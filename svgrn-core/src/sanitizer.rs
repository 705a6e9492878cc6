//! Strips constructs that have no counterpart in the generated component:
//! XML declarations and processing instructions, DOCTYPE, comments, and whole
//! `<style>`/`<script>` blocks. Editor metadata (`<title>`, `<desc>`,
//! `<metadata>`) has no react-native-svg component and goes the same way.
//!
//! The scan steps over complete tags (quoted attribute values included) and
//! CDATA sections and copies them through untouched, so text inside attribute
//! values that merely looks like a comment or a declaration stays intact.
//!
//! Every terminator is searched forward from the construct that needs it.
//! A terminator that is missing once is remembered as missing for the rest of
//! the input, which keeps the scan linear on unterminated constructs.

use regex::Regex;
use std::sync::OnceLock;

/// Elements removed together with their content.
const DROPPED_BLOCKS: &[&str] = &["style", "script", "title", "desc", "metadata"];

fn tag_open() -> &'static Regex {
    static TAG_OPEN_REGEX: OnceLock<Regex> = OnceLock::new();
    TAG_OPEN_REGEX.get_or_init(|| Regex::new(r"^</?[A-Za-z_][^\s/>]*").unwrap())
}

fn block_close(name: &str) -> Option<&'static Regex> {
    static BLOCK_CLOSE_REGEX: OnceLock<Vec<(&'static str, Regex)>> = OnceLock::new();
    BLOCK_CLOSE_REGEX
        .get_or_init(|| {
            DROPPED_BLOCKS
                .iter()
                .map(|b| (*b, Regex::new(&format!(r"(?i)</{}\s*>", b)).unwrap()))
                .collect()
        })
        .iter()
        .find(|(b, _)| *b == name)
        .map(|(_, re)| re)
}

/// What the construct starting at a `<` turned out to be.
enum Step {
    /// Remove up to the given byte offset.
    Drop(usize),
    /// Copy through up to the given byte offset.
    Keep(usize),
    /// Not a recognized construct; the `<` is plain text.
    Text,
    /// Unterminated tag: nothing after it can be a well-formed construct.
    Stop,
}

struct Scanner<'a> {
    raw: &'a str,
    /// Terminators already known to be absent past the current position.
    missing: Vec<&'static str>,
}

impl<'a> Scanner<'a> {
    fn step(&mut self, start: usize) -> Step {
        let raw = self.raw;
        let rest = &raw[start..];
        if rest.starts_with("<!--") {
            return self.until(start + 4, "-->", Step::Drop);
        }
        if rest.starts_with("<![CDATA[") {
            return self.until(start + 9, "]]>", Step::Keep);
        }
        if rest.starts_with("<?") {
            return self.until(start + 2, "?>", Step::Drop);
        }
        if rest
            .as_bytes()
            .get(..9)
            .is_some_and(|b| b.eq_ignore_ascii_case(b"<!DOCTYPE"))
        {
            return self.doctype(start + 9);
        }
        let Some(open) = tag_open().find(rest) else {
            return Step::Text;
        };
        let Some(end) = self.tag_end(start + open.end()) else {
            return Step::Stop;
        };
        let name = open.as_str()[1..].to_ascii_lowercase();
        match DROPPED_BLOCKS.iter().find(|b| **b == name) {
            Some(&block) => self.block(block, start, end),
            None => Step::Keep(end),
        }
    }

    /// Find `terminator` at or after `from`.
    fn until(&mut self, from: usize, terminator: &'static str, found: fn(usize) -> Step) -> Step {
        if self.missing.contains(&terminator) {
            return Step::Text;
        }
        match self.raw[from..].find(terminator) {
            Some(i) => found(from + i + terminator.len()),
            None => {
                self.missing.push(terminator);
                Step::Text
            }
        }
    }

    /// `>` outside an internal subset `[ ... ]` ends the declaration.
    fn doctype(&mut self, from: usize) -> Step {
        if self.missing.contains(&"<!DOCTYPE") {
            return Step::Text;
        }
        let mut in_subset = false;
        for (i, b) in self.raw.as_bytes()[from..].iter().enumerate() {
            match b {
                b'[' => in_subset = true,
                b']' => in_subset = false,
                b'>' if !in_subset => return Step::Drop(from + i + 1),
                _ => {}
            }
        }
        self.missing.push("<!DOCTYPE");
        Step::Text
    }

    /// Offset just past the `>` closing a tag, skipping quoted values.
    fn tag_end(&self, from: usize) -> Option<usize> {
        let bytes = self.raw.as_bytes();
        let mut i = from;
        while i < bytes.len() {
            match bytes[i] {
                q @ (b'"' | b'\'') => {
                    let close = bytes[i + 1..].iter().position(|b| *b == q)?;
                    i += close + 2;
                }
                b'>' => return Some(i + 1),
                _ => i += 1,
            }
        }
        None
    }

    /// Self-closing blocks go on their own; paired ones take everything up to
    /// the matching close tag. Without one the opening tag is kept as is.
    fn block(&mut self, name: &'static str, start: usize, open_end: usize) -> Step {
        if self.raw[start..open_end].ends_with("/>") {
            return Step::Drop(open_end);
        }
        if self.missing.contains(&name) {
            return Step::Keep(open_end);
        }
        match block_close(name).and_then(|re| re.find_at(self.raw, open_end)) {
            Some(m) => Step::Drop(m.end()),
            None => {
                self.missing.push(name);
                Step::Keep(open_end)
            }
        }
    }
}

/// Remove non-portable constructs from raw markup. Never fails; input without
/// any of them comes back unchanged.
pub fn sanitize(raw: &str) -> String {
    let mut scanner = Scanner {
        raw,
        missing: Vec::new(),
    };
    let mut out = String::with_capacity(raw.len());
    let mut copied = 0;
    let mut pos = 0;
    let mut removed = 0usize;

    while let Some(offset) = raw[pos..].find('<') {
        let start = pos + offset;
        match scanner.step(start) {
            Step::Drop(end) => {
                out.push_str(&raw[copied..start]);
                copied = end;
                pos = end;
                removed += 1;
            }
            Step::Keep(end) => pos = end,
            Step::Text => pos = start + 1,
            Step::Stop => break,
        }
    }
    out.push_str(&raw[copied..]);

    tracing::trace!(removed, input_len = raw.len(), "sanitized markup");
    out
}

#[cfg(test)]
mod tests {
    use super::*;
    use std::time::{Duration, Instant};

    #[test]
    fn test_no_op_without_constructs() {
        let svg = r#"<svg viewBox="0 0 10 10"><path d="M0 0"/></svg>"#;
        assert_eq!(sanitize(svg), svg);
    }

    #[test]
    fn test_strips_declaration_doctype_and_comments() {
        let raw = r#"<?xml version="1.0" encoding="UTF-8"?>
<!DOCTYPE svg PUBLIC "-//W3C//DTD SVG 1.1//EN" "http://www.w3.org/Graphics/SVG/1.1/DTD/svg11.dtd">
<!-- Generator: Sketch -->
<svg><!-- inner --><path d="M0 0"/></svg>"#;
        let out = sanitize(raw);
        assert_eq!(out.trim(), r#"<svg><path d="M0 0"/></svg>"#);
    }

    #[test]
    fn test_strips_doctype_with_internal_subset() {
        let raw = r#"<!DOCTYPE svg [ <!ENTITY ns "http://x"> ]><svg/>"#;
        assert_eq!(sanitize(raw), "<svg/>");
    }

    #[test]
    fn test_strips_style_and_script_blocks() {
        let raw = r#"<svg><style type="text/css">.a{fill:red}</style><script>alert("<svg>")</script><style/><path class="a"/></svg>"#;
        assert_eq!(sanitize(raw), r#"<svg><path class="a"/></svg>"#);
    }

    #[test]
    fn test_strips_metadata_blocks() {
        let raw = "<svg><title>icon/home</title><desc>Created with Sketch.</desc><metadata><rdf:RDF/></metadata><text>t</text></svg>";
        assert_eq!(sanitize(raw), "<svg><text>t</text></svg>");
    }

    #[test]
    fn test_keeps_attribute_values_that_look_like_comments() {
        let raw = r#"<svg><text data-note="<!-- keep -->" title='<?pi?>'>a</text></svg>"#;
        assert_eq!(sanitize(raw), raw);
    }

    #[test]
    fn test_keeps_cdata_contents() {
        let raw = "<svg><text><![CDATA[<!-- not a comment -->]]></text></svg>";
        assert_eq!(sanitize(raw), raw);
    }

    #[test]
    fn test_multiline_comment() {
        let raw = "<svg>\n<!--\n  multi\n  line\n-->\n</svg>";
        assert_eq!(sanitize(raw), "<svg>\n\n</svg>");
    }

    #[test]
    fn test_unclosed_block_keeps_opening_tag() {
        let raw = "<svg><style>.a{}<path/></svg>";
        assert_eq!(sanitize(raw), raw);
    }

    #[test]
    fn test_uppercase_block_names() {
        assert_eq!(sanitize("<svg><STYLE>a</Style ></svg>"), "<svg></svg>");
    }

    #[test]
    fn test_unterminated_constructs_scan_linearly() {
        for unit in ["<style>x", "<script>x", "<title>x", "<!--<a>", "<?<a>", "<![CDATA[<a>"] {
            let raw = unit.repeat(50_000);
            let started = Instant::now();
            assert_eq!(sanitize(&raw), raw);
            assert!(
                started.elapsed() < Duration::from_secs(2),
                "{:?} took {:?}",
                unit,
                started.elapsed()
            );
        }
    }
}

--------

WHAT IS BEING ASKED :: For the entries above, count the lines that contain the string "position", and state that number without further comment.

SOLUTION :: 2